DIRECTIONS
Return every line below in which "pruned" appears.

┄┄┄┄┄┄┄┄┄┄

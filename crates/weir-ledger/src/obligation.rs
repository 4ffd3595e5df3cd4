//! Time-sliced capacity obligation.

use log::debug;
use serde::Serialize;

use crate::clock;
use crate::fence::Fence;
use crate::time_slice::TimeSlice;
use crate::{Capacity, CapacityError, Timestamp};

/// Last timestamp an obligation covers: 2040-01-01 00:00:00 UTC.
pub const OBLIGATION_HORIZON: Timestamp = 2_208_988_800;

/// Highest queue number that may be assigned to a named queue.
pub const MAX_QUEUE_NUMBER: i32 = 4094;

/// Queue number reserved for priority traffic.
pub const PRIORITY_QUEUE: i32 = 1;

/// What [`Obligation::apply`] should do to queues while walking slices.
enum QueueAction<'a> {
    /// Adjust the committed amount only.
    None,
    /// Bump an existing queue's amount; slices without the queue are left
    /// alone.
    Existing { qid: &'a str },
    /// Create the queue where missing, bump it where present.
    Create { qnum: i32, qid: &'a str, exref: &'a str },
}

/// Tracks the committed capacity of a resource over time.
///
/// The obligation spans from the epoch to [`OBLIGATION_HORIZON`], carved
/// into contiguous [`TimeSlice`]s. Slices are split lazily as reservation
/// windows land on them and are never merged back; expired slices are
/// pruned from the head of the list.
///
/// Checking capacity ([`Obligation::has_capacity`]) and committing it
/// ([`Obligation::inc_utilisation`], [`Obligation::add_queue`]) are
/// separate steps. The commit functions trust that the caller vetted the
/// request and never fail; callers that need the pair to be atomic must
/// hold the obligation mutably across both.
#[derive(Debug, Clone, Serialize)]
pub struct Obligation {
    max_capacity: Capacity,
    #[serde(rename = "alarm")]
    alarm_threshold: Capacity,
    #[serde(rename = "timeslices")]
    slices: Vec<TimeSlice>,
}

impl Obligation {
    /// Creates an obligation with the given maximum per-slice capacity and
    /// no alarm threshold.
    pub fn new(max_capacity: Capacity) -> Self {
        Self::with_alarm(max_capacity, 0)
    }

    /// Creates an obligation that raises an alarm message when a slice's
    /// committed amount reaches `alarm_percent` of the maximum capacity.
    /// Percentages outside (0, 100) disable the alarm.
    pub fn with_alarm(max_capacity: Capacity, alarm_percent: i32) -> Self {
        let alarm_threshold = if alarm_percent > 0 && alarm_percent < 100 {
            (max_capacity * alarm_percent as Capacity) / 100
        } else {
            max_capacity
        };
        Self {
            max_capacity,
            alarm_threshold,
            slices: vec![TimeSlice::new(0, OBLIGATION_HORIZON, 0)],
        }
    }

    /// Total capacity any one slice may have committed.
    pub fn max_capacity(&self) -> Capacity {
        self.max_capacity
    }

    /// Replaces the maximum capacity. Existing commitments are not
    /// revisited; slices over the new maximum simply leave no headroom.
    pub fn set_max_capacity(&mut self, new_cap: Capacity) {
        self.max_capacity = new_cap;
    }

    /// Moves the maximum capacity by `delta`, never below zero.
    pub fn adjust_max_capacity(&mut self, delta: Capacity) {
        self.max_capacity += delta;
        if self.max_capacity < 0 {
            self.max_capacity = 0;
        }
    }

    /// The ordered time slices, for inspection.
    pub fn slices(&self) -> &[TimeSlice] {
        &self.slices
    }

    /// Checks whether `amt` more can be committed across every slice
    /// overlapping `[commence, conclude]`. When a user name is given their
    /// per-slice fence is checked as well.
    ///
    /// Expired head slices are pruned as a side effect.
    pub fn has_capacity(
        &mut self,
        commence: Timestamp,
        conclude: Timestamp,
        amt: Capacity,
        user: Option<&str>,
    ) -> Result<(), CapacityError> {
        if self.slices.first().map_or(false, |s| s.is_before(clock::unix_now())) {
            self.prune(clock::unix_now());
        }

        for ts in &self.slices {
            if ts.is_after(conclude) {
                break;
            }
            if ts.overlaps(commence, conclude) {
                if ts.amount() + amt > self.max_capacity {
                    return Err(CapacityError::OverCapacity {
                        need: ts.amount() + amt,
                        have: self.max_capacity,
                    });
                }
                if let Some(user) = user {
                    ts.has_user_capacity(user, amt)?;
                }
            }
        }

        Ok(())
    }

    /// Commits `amt` more across `[commence, conclude]`, splitting slices
    /// at the window edges as needed. Capacity is assumed to have been
    /// vetted already. The user fence, when given, supplies the name and
    /// default limits applied the first time that user touches a slice.
    ///
    /// Returns an alarm message when any touched slice crosses the alarm
    /// threshold; the caller is expected to attach resource identity and
    /// log it.
    pub fn inc_utilisation(
        &mut self,
        commence: Timestamp,
        conclude: Timestamp,
        amt: Capacity,
        usr: Option<&Fence>,
    ) -> Option<String> {
        self.apply(commence, conclude, amt, QueueAction::None, usr)
    }

    /// Releases `amt` across `[commence, conclude]`. Slice amounts never
    /// go below zero.
    pub fn dec_utilisation(
        &mut self,
        commence: Timestamp,
        conclude: Timestamp,
        amt: Capacity,
        usr: Option<&Fence>,
    ) -> Option<String> {
        self.apply(commence, conclude, -amt, QueueAction::None, usr)
    }

    /// Adds a queue carrying `amt` across `[commence, conclude]` and
    /// commits the amount, returning the queue number assigned.
    ///
    /// Ids beginning with `priority` map to the reserved queue 1; any
    /// other id is assigned the lowest number not in use by a slice the
    /// window overlaps. Capacity is not checked here.
    pub fn add_queue(
        &mut self,
        qid: &str,
        exref: &str,
        amt: Capacity,
        commence: Timestamp,
        conclude: Timestamp,
        usr: Option<&Fence>,
    ) -> Result<(i32, Option<String>), CapacityError> {
        let qnum = if qid.starts_with("priority") {
            PRIORITY_QUEUE
        } else {
            self.open_queue_number(commence, conclude)
                .ok_or_else(|| CapacityError::QueueNumbersExhausted { qid: qid.to_string() })?
        };

        let msg = self.apply(commence, conclude, amt, QueueAction::Create { qnum, qid, exref }, usr);
        Ok((qnum, msg))
    }

    /// Increases the amount assigned to an existing queue (and the slice
    /// amounts under it). Slices that do not know the queue id only have
    /// their committed amount adjusted.
    pub fn inc_queue(
        &mut self,
        qid: &str,
        amt: Capacity,
        commence: Timestamp,
        conclude: Timestamp,
        usr: Option<&Fence>,
    ) -> Option<String> {
        self.apply(commence, conclude, amt, QueueAction::Existing { qid }, usr)
    }

    /// Decreases the amount assigned to an existing queue.
    pub fn dec_queue(
        &mut self,
        qid: &str,
        amt: Capacity,
        commence: Timestamp,
        conclude: Timestamp,
        usr: Option<&Fence>,
    ) -> Option<String> {
        self.apply(commence, conclude, -amt, QueueAction::Existing { qid }, usr)
    }

    /// Drops leading slices that concluded before `now`.
    pub fn prune(&mut self, now: Timestamp) {
        while self.slices.first().map_or(false, |s| s.is_before(now)) {
            self.slices.remove(0);
        }
    }

    /// Amount committed at the given time, 0 if the time is outside every
    /// slice.
    pub fn get_allocation(&self, at: Timestamp) -> Capacity {
        self.slices
            .iter()
            .find(|ts| ts.includes(at))
            .map_or(0, TimeSlice::amount)
    }

    /// Largest amount committed by any slice that has not yet expired.
    pub fn get_max_allocation(&self) -> Capacity {
        let now = clock::unix_now();
        self.slices
            .iter()
            .filter(|ts| !ts.is_before(now))
            .map(TimeSlice::amount)
            .max()
            .unwrap_or(0)
    }

    /// Queue number assigned to `qid` at the given time; 0 (best effort)
    /// if no such queue exists then.
    pub fn get_queue(&self, qid: &str, at: Timestamp) -> i32 {
        for ts in &self.slices {
            if ts.includes(at) {
                if let Some((qnum, _)) = ts.queue_info(qid) {
                    if qnum > 0 {
                        return qnum;
                    }
                }
            }
        }
        0
    }

    /// Queue-setting command lines for the slice containing the given
    /// time, or an empty string if no slice does.
    pub fn queues_str(&self, at: Timestamp) -> String {
        self.slices
            .iter()
            .find(|ts| ts.includes(at))
            .map(TimeSlice::queues_str)
            .unwrap_or_default()
    }

    /// Lowest queue number >= 2 not used by any slice overlapping the
    /// window.
    fn open_queue_number(&self, commence: Timestamp, conclude: Timestamp) -> Option<i32> {
        let mut used: Vec<i32> = Vec::new();
        for ts in &self.slices {
            if ts.is_after(conclude) {
                break;
            }
            if ts.overlaps(commence, conclude) {
                used.extend(ts.queue_nums());
            }
        }
        used.sort_unstable();
        used.dedup();

        let mut candidate = 2;
        for n in used {
            if n < candidate {
                continue;
            }
            if n > candidate {
                break;
            }
            candidate += 1;
        }
        (candidate <= MAX_QUEUE_NUMBER).then(|| candidate)
    }

    /// The worker behind every commit operation: walks the slices
    /// overlapping `[commence, conclude]`, splitting at the window edges,
    /// then bumps the amount, applies the queue action and adjusts the
    /// user fence in each touched slice. When the window runs past the
    /// last slice its concluding time is extended to cover it.
    fn apply(
        &mut self,
        commence: Timestamp,
        conclude: Timestamp,
        amt: Capacity,
        action: QueueAction,
        usr: Option<&Fence>,
    ) -> Option<String> {
        debug!("obligation: adjusting utilisation by {} over [{}, {}]", amt, commence, conclude);

        let mut msg = None;
        let mut last_touched = None;
        let mut i = 0;
        while i < self.slices.len() {
            // pruning may have dropped the window entirely; a slice past the
            // conclude time must never absorb the delta
            if self.slices[i].is_after(conclude) {
                break;
            }
            if self.slices[i].is_before(commence) {
                i += 1;
                continue;
            }

            if self.slices[i].includes(commence) {
                if let Some(tail) = self.slices[i].split(commence) {
                    // the head part lies before the window, work on the tail
                    self.slices.insert(i + 1, tail);
                    i += 1;
                }
            }

            if self.slices[i].includes(conclude) {
                if let Some(tail) = self.slices[i].split(conclude + 1) {
                    self.slices.insert(i + 1, tail);
                }
                self.touch(i, amt, &action, usr, commence, conclude, &mut msg);
                self.check_invariants();
                return msg;
            }

            self.touch(i, amt, &action, usr, commence, conclude, &mut msg);
            last_touched = Some(i);
            i += 1;
        }

        // the window concludes past the final slice
        if let Some(i) = last_touched {
            self.slices[i].extend(conclude);
        }
        self.check_invariants();
        msg
    }

    /// Slices must stay sorted, non-overlapping and contiguous.
    fn check_invariants(&self) {
        if cfg!(debug_assertions) {
            for pair in self.slices.windows(2) {
                debug_assert_eq!(
                    pair[0].conclude() + 1,
                    pair[1].commence(),
                    "slice chain broken between [{}, {}] and [{}, {}]",
                    pair[0].commence(),
                    pair[0].conclude(),
                    pair[1].commence(),
                    pair[1].conclude()
                );
            }
        }
    }

    fn touch(
        &mut self,
        i: usize,
        amt: Capacity,
        action: &QueueAction,
        usr: Option<&Fence>,
        commence: Timestamp,
        conclude: Timestamp,
        msg: &mut Option<String>,
    ) {
        let max_capacity = self.max_capacity;
        let alarm_threshold = self.alarm_threshold;
        let ts = &mut self.slices[i];

        match *action {
            QueueAction::None => {}
            QueueAction::Existing { qid } => ts.add_queue(0, qid, "", amt),
            QueueAction::Create { qnum, qid, exref } => ts.add_queue(qnum, qid, exref, amt),
        }
        if let Some(usr) = usr {
            ts.inc_user(usr, amt, max_capacity);
        }
        ts.bump(amt);

        if ts.amount() >= alarm_threshold {
            *msg = Some(format!(
                "utilisation is {} which encroaches on limit ({}) from time {} until {}",
                ts.amount(),
                max_capacity,
                commence,
                conclude
            ));
        }
    }
}

/// Returns true if the timestamp lies between now and the obligation
/// horizon.
pub fn valid_obligation_time(t: Timestamp) -> bool {
    t <= OBLIGATION_HORIZON && t >= clock::unix_now()
}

┄┄┄┄┄┄┄┄┄┄

ANSWER BOX
/// pruned from the head of the list.
    /// Expired head slices are pruned as a side effect.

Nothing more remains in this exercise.